=== Begin Enclosure ===

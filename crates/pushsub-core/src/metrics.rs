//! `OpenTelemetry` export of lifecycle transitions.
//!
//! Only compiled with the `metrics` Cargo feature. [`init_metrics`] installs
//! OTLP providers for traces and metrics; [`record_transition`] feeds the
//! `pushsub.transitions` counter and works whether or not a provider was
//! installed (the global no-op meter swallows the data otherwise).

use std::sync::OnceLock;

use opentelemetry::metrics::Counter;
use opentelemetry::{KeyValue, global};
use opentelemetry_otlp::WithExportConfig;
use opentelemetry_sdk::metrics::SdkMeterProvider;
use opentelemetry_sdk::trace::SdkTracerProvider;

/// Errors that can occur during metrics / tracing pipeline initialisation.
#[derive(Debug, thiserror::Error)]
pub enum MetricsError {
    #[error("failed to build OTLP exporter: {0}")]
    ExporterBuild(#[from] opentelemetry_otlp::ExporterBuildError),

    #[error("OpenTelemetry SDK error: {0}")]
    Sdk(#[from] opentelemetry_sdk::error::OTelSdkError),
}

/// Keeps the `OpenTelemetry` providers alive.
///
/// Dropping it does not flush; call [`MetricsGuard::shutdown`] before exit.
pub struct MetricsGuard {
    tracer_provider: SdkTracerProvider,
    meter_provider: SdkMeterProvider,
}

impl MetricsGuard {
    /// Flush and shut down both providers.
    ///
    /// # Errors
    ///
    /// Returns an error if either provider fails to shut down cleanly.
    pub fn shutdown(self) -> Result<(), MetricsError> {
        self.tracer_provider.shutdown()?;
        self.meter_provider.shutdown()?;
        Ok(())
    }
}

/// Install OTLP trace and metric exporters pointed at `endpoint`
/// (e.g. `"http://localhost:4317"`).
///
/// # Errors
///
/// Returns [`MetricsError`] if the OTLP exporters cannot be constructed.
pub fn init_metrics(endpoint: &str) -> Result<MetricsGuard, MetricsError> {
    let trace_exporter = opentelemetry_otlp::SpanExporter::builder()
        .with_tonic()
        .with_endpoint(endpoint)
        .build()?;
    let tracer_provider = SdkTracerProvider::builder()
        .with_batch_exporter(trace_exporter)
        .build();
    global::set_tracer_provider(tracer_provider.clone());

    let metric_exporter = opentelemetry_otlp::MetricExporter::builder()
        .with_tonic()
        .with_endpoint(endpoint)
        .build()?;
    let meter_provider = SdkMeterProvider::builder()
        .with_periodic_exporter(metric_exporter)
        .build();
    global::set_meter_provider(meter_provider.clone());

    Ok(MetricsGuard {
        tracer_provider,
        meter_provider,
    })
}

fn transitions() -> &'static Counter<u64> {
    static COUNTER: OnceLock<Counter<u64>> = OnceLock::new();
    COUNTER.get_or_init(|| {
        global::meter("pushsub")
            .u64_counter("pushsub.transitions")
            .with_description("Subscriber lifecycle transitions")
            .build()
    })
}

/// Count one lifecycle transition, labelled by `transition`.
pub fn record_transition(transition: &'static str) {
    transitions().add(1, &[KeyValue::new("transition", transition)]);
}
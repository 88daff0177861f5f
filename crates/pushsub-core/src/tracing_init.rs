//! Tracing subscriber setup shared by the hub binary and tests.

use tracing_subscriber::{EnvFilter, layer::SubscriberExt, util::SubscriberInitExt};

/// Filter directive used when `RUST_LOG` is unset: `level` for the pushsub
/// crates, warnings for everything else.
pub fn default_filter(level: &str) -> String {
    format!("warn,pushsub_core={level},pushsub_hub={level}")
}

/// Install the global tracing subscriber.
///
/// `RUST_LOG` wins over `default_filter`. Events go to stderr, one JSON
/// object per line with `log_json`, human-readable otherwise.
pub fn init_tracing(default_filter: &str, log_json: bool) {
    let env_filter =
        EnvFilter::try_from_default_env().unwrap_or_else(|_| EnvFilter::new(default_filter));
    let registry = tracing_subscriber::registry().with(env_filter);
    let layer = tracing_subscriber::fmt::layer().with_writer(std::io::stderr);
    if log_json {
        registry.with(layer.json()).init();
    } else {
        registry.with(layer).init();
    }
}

=== End Enclosure ===

__DIRECTIONS FOR THIS TASK__
Only lines that include "MetricsGuard" belong in the answer; copy all of them from the listing.

__EXERCISE ANSWER__
/// Dropping it does not flush; call [`MetricsGuard::shutdown`] before exit.
pub struct MetricsGuard {
impl MetricsGuard {
pub fn init_metrics(endpoint: &str) -> Result<MetricsGuard, MetricsError> {
    Ok(MetricsGuard {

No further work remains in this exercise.